Согласно преданию, некогда на месте розового куста была выгребная яма с нужником, облегчаясь над которой, возвращавшийся из европейских стран русский царь обронил туда "доброго железного патриарха" - абордажный кортик, поставленный им в сердцах главенствовать над православным священством. Согласно той же легенде, в память выразительного царского словесного присовокупления к потере, город назывался N. Патриарха не нашли, но впоследствии благочестивый греческий поп, сухоногий и бородатый, высадил на ямине розовый куст, с сожалением сомневаясь в допустимости над ней надмогильного креста, приличного христианину.
Наклонившись и по локоть погрузив руку в невысокие игольчатые стволы, сумеречный пешеход осторожно отломил от ветки маленький и бледно-желтый цветок и рассеянно отошел прочь, неся в руке маленький сафьяновый чемоданчик, странно похожий на футляр музыкального инструмента, лиловый, как сумерки и, как сахар, растворяющийся в темноте.
Был месяц май.
Пройдя по длинной безлюдной улице, неуловимо похожей на пустынную проселочную дорогу, молодой человек остановился у темного распахнутого окна под цветущим тополем, с шорохом обранивающем к земле тени вышитых алым шелком сережек.
На окне, в маленьком стакане воды, перегнувшись через край на улицу, стоял тюльпан.

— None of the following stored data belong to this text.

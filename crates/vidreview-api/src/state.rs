//! Application state shared by every handler.

use crate::services::backend::BackendClient;
use std::sync::Arc;
use vidreview_core::{Config, VideoLayout};
use vidreview_storage::Storage;

#[derive(Clone)]
pub struct AppState {
    pub config: Config,
    pub storage: Arc<dyn Storage>,
    pub layout: VideoLayout,
    pub backend: BackendClient,
}

impl AppState {
    pub fn new(config: Config, storage: Arc<dyn Storage>, backend: BackendClient) -> Self {
        let layout = config.video_layout();
        Self {
            config,
            storage,
            layout,
            backend,
        }
    }
}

В дальней комнате за полуприкрытой дверью слышался неразборчивый разговор, похожий на лепет водяных часов в гулком городском музее. Невидимая рука приоткрыла дверь. Плеск воды, как дриада, превратился в смешную фразу: "Сон похож на мусульманскую мечеть. Входя в него, тоже сбрасываешь со ступней туфли".
Молодой человек чуть пожал плечами, качнул головой, сбрасывая с полей шляпы тени длинных обронившихся цветов тополя и пошел прочь. Его шаги чуть позванивали на камнях, как будто разговор булыжника слился с болтовней воды.

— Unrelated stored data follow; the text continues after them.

//! Configuration file management for agentterm.
//!
//! Provides a TOML config file at `~/.config/agentterm/config.toml` and a
//! resolution chain: `--config` flag > `AGENTTERM_CONFIG` env var > config
//! file > built-in defaults.

use std::fmt;
use std::path::{Path, PathBuf};

use anyhow::{Context, Result};

use agentterm_core::config::TerminalConfig;

/// Env var naming an explicit config file.
pub const CONFIG_ENV: &str = "AGENTTERM_CONFIG";

// -----------------------------------------------------------------------
// Paths
// -----------------------------------------------------------------------

/// Return the agentterm config directory.
///
/// Always uses XDG layout: `$XDG_CONFIG_HOME/agentterm` or
/// `~/.config/agentterm`, also on macOS.
pub fn config_dir() -> PathBuf {
    if let Ok(xdg) = std::env::var("XDG_CONFIG_HOME") {
        return PathBuf::from(xdg).join("agentterm");
    }
    dirs::home_dir()
        .unwrap_or_else(|| PathBuf::from("."))
        .join(".config")
        .join("agentterm")
}

/// Return the path to the default config file.
pub fn config_path() -> PathBuf {
    config_dir().join("config.toml")
}

// -----------------------------------------------------------------------
// Read / write
// -----------------------------------------------------------------------

/// Load, parse and validate a config file.
pub fn load_config(path: &Path) -> Result<TerminalConfig> {
    let contents = std::fs::read_to_string(path)
        .with_context(|| format!("failed to read config file at {}", path.display()))?;
    let config: TerminalConfig = toml::from_str(&contents)
        .with_context(|| format!("failed to parse config file at {}", path.display()))?;
    config
        .validate()
        .with_context(|| format!("invalid config file at {}", path.display()))?;
    Ok(config)
}

/// Serialize and write a config file, creating parent dirs as needed.
pub fn save_config(path: &Path, config: &TerminalConfig) -> Result<()> {
    if let Some(dir) = path.parent() {
        std::fs::create_dir_all(dir)
            .with_context(|| format!("failed to create config directory {}", dir.display()))?;
    }
    let contents = toml::to_string_pretty(config).context("failed to serialize config")?;
    std::fs::write(path, contents)
        .with_context(|| format!("failed to write config file at {}", path.display()))?;
    Ok(())
}

// -----------------------------------------------------------------------
// Resolved config
// -----------------------------------------------------------------------

/// Where the effective configuration came from.
#[derive(Debug, Clone, PartialEq, Eq)]
pub enum ConfigSource {
    Flag(PathBuf),
    Env(PathBuf),
    File(PathBuf),
    Defaults,
}

impl fmt::Display for ConfigSource {
    fn fmt(&self, f: &mut fmt::Formatter<'_>) -> fmt::Result {
        match self {
            ConfigSource::Flag(path) => write!(f, "{} (--config)", path.display()),
            ConfigSource::Env(path) => write!(f, "{} ({CONFIG_ENV})", path.display()),
            ConfigSource::File(path) => write!(f, "{}", path.display()),
            ConfigSource::Defaults => f.write_str("built-in defaults"),
        }
    }
}

/// Fully resolved configuration, ready for use.
#[derive(Debug)]
pub struct ResolvedConfig {
    pub config: TerminalConfig,
    pub source: ConfigSource,
}

impl ResolvedConfig {
    /// Resolve using the process environment and the default config path.
    pub fn resolve(cli_path: Option<&Path>) -> Result<Self> {
        let env_path = std::env::var_os(CONFIG_ENV).map(PathBuf::from);
        Self::resolve_from(cli_path, env_path, config_path())
    }

    /// Resolve with the chain: CLI flag > env var > default file (only if it
    /// exists) > built-in defaults.
    ///
    /// An explicitly named file (flag or env) must exist; the default file
    /// is optional.
    pub fn resolve_from(
        cli_path: Option<&Path>,
        env_path: Option<PathBuf>,
        default_path: PathBuf,
    ) -> Result<Self> {
        let source = if let Some(path) = cli_path {
            ConfigSource::Flag(path.to_path_buf())
        } else if let Some(path) = env_path.filter(|p| !p.as_os_str().is_empty()) {
            ConfigSource::Env(path)
        } else if default_path.exists() {
            ConfigSource::File(default_path)
        } else {
            ConfigSource::Defaults
        };

        let config = match &source {
            ConfigSource::Flag(path) | ConfigSource::Env(path) | ConfigSource::File(path) => {
                load_config(path)?
            }
            ConfigSource::Defaults => TerminalConfig::default(),
        };
        tracing::debug!(source = %source, "configuration resolved");

        Ok(Self { config, source })
    }
}

// -----------------------------------------------------------------------
// Tests
// -----------------------------------------------------------------------

#[cfg(test)]
mod tests {
    use super::*;

    fn write(dir: &Path, name: &str, contents: &str) -> PathBuf {
        let path = dir.join(name);
        std::fs::write(&path, contents).unwrap();
        path
    }

    #[test]
    fn save_and_load_config_roundtrip() {
        let tmp = tempfile::TempDir::new().unwrap();
        let path = tmp.path().join("nested").join("config.toml");

        let mut original = TerminalConfig::default();
        original.delivery.ready_timeout_ms = 5000;
        original.agents.codex.binary = Some("/usr/local/bin/codex".to_string());
        original
            .agents
            .claude
            .env
            .insert("CLAUDE_CONFIG_DIR".to_string(), "/tmp/c".to_string());

        save_config(&path, &original).unwrap();
        assert_eq!(load_config(&path).unwrap(), original);
    }

    #[test]
    fn load_config_rejects_invalid_values() {
        let tmp = tempfile::TempDir::new().unwrap();
        let path = write(tmp.path(), "bad.toml", "[delivery]\nchunk_size = 0\n");
        let err = load_config(&path).unwrap_err();
        assert!(format!("{err:#}").contains("invalid config file"), "unexpected error: {err:#}");
    }

    #[test]
    fn load_config_reports_parse_errors() {
        let tmp = tempfile::TempDir::new().unwrap();
        let path = write(tmp.path(), "broken.toml", "[delivery\n");
        let err = load_config(&path).unwrap_err();
        assert!(err.to_string().contains("failed to parse config file"));
    }

    #[test]
    fn resolve_with_cli_flag_overrides_all() {
        let tmp = tempfile::TempDir::new().unwrap();
        let flag = write(tmp.path(), "flag.toml", "[delivery]\nchunk_size = 7\n");
        let env = write(tmp.path(), "env.toml", "[delivery]\nchunk_size = 8\n");
        let file = write(tmp.path(), "config.toml", "[delivery]\nchunk_size = 9\n");

        let resolved = ResolvedConfig::resolve_from(Some(&flag), Some(env), file).unwrap();
        assert_eq!(resolved.source, ConfigSource::Flag(flag));
        assert_eq!(resolved.config.delivery.chunk_size, 7);
    }

    #[test]
    fn resolve_with_env_var_overrides_config_file() {
        let tmp = tempfile::TempDir::new().unwrap();
        let env = write(tmp.path(), "env.toml", "[delivery]\nchunk_size = 8\n");
        let file = write(tmp.path(), "config.toml", "[delivery]\nchunk_size = 9\n");

        let resolved = ResolvedConfig::resolve_from(None, Some(env.clone()), file).unwrap();
        assert_eq!(resolved.source, ConfigSource::Env(env));
        assert_eq!(resolved.config.delivery.chunk_size, 8);
    }

    #[test]
    fn resolve_uses_default_file_when_present() {
        let tmp = tempfile::TempDir::new().unwrap();
        let file = write(tmp.path(), "config.toml", "[terminal]\nstream_capacity = 64\n");

        let resolved = ResolvedConfig::resolve_from(None, Some(PathBuf::new()), file.clone()).unwrap();
        assert_eq!(resolved.source, ConfigSource::File(file));
        assert_eq!(resolved.config.terminal.stream_capacity, 64);
    }

    #[test]
    fn resolve_defaults_when_nothing_set() {
        let tmp = tempfile::TempDir::new().unwrap();
        let missing = tmp.path().join("config.toml");

        let resolved = ResolvedConfig::resolve_from(None, None, missing).unwrap();
        assert_eq!(resolved.source, ConfigSource::Defaults);
        assert_eq!(resolved.config, TerminalConfig::default());
    }

    #[test]
    fn resolve_errors_when_named_file_is_missing() {
        let tmp = tempfile::TempDir::new().unwrap();
        let missing = tmp.path().join("nope.toml");

        let result = ResolvedConfig::resolve_from(Some(&missing), None, tmp.path().join("config.toml"));
        let msg = format!("{:#}", result.unwrap_err());
        assert!(msg.contains("failed to read config file"), "unexpected error: {msg}");
    }

    #[test]
    fn config_path_ends_with_expected_filename() {
        let path = config_path();
        assert!(
            path.ends_with("agentterm/config.toml"),
            "unexpected config path: {}",
            path.display()
        );
    }
}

Тюльпан исчез. Вместо тюльпана в маленьком стакане на окне цвела бледно-желтая роза.
II
Милосердно встроенная в здание театра каменная крепостная лестница времен, кажется, еще одряхления Рима, притворенная у основания решетчатой железной калиткой и похожая на крупнокаменистый осыпающийся склон горы, медленно вела в некое подобие комнатки - на суфлерскую площадку над сценой, огороженную по трем сторонам деревянными перилами.
В углу площадки стоял хрупкий деревянный стол с маленьким выдвижным ящиком. Ящик был полуоткрыт.
Здесь необходимо отметить, что молодой человек с тюльпаном и сиреневым саквояжем был с переизбыточной щедростью наделен тем, что называется ночным зрением. С наступлением сумерек предметы вокруг него начинали, как луна или глубоководные рыбы, светиться собственным, словно скраденным у солнца и разложенным тайной ньютоновой призмой красноватым, желтым, зеленым, голубым, сиреневым и фиолетовым цветным светом.
В ящике стола, чуть приподнимаясь над его бортами, лежало яблоко.
Это было непростое яблоко, и молодой человек с цветком (что звучит почти как название средневековой картины) осторожно поставил сафьяновый саквояж у ножки стола, рядом с железными рупорами - симпатичным нововведением, позволявшим прихрамывающей желтоволосой молодой суфлерше с чахоточными коралловыми губами (она была похожа на безголосого соловья) буквально вкладывать позабытые слова актерам в уши. С особенным постоянством они забывали короткий монолог "Когда умолкнет почта для смертного" из, как будто, дидеротовской трагедии о Пилате, который, умывая руки, говорил, что вода "жадно ластится к ладоням", предчувствуя "восточный ветер, ломящийся в империю". Вообще, устоявшееся галантное представление о просветителе, проповедующем, сняв парик и закрыв глаза, несколько отличается от его действительного облика и образа мыслей.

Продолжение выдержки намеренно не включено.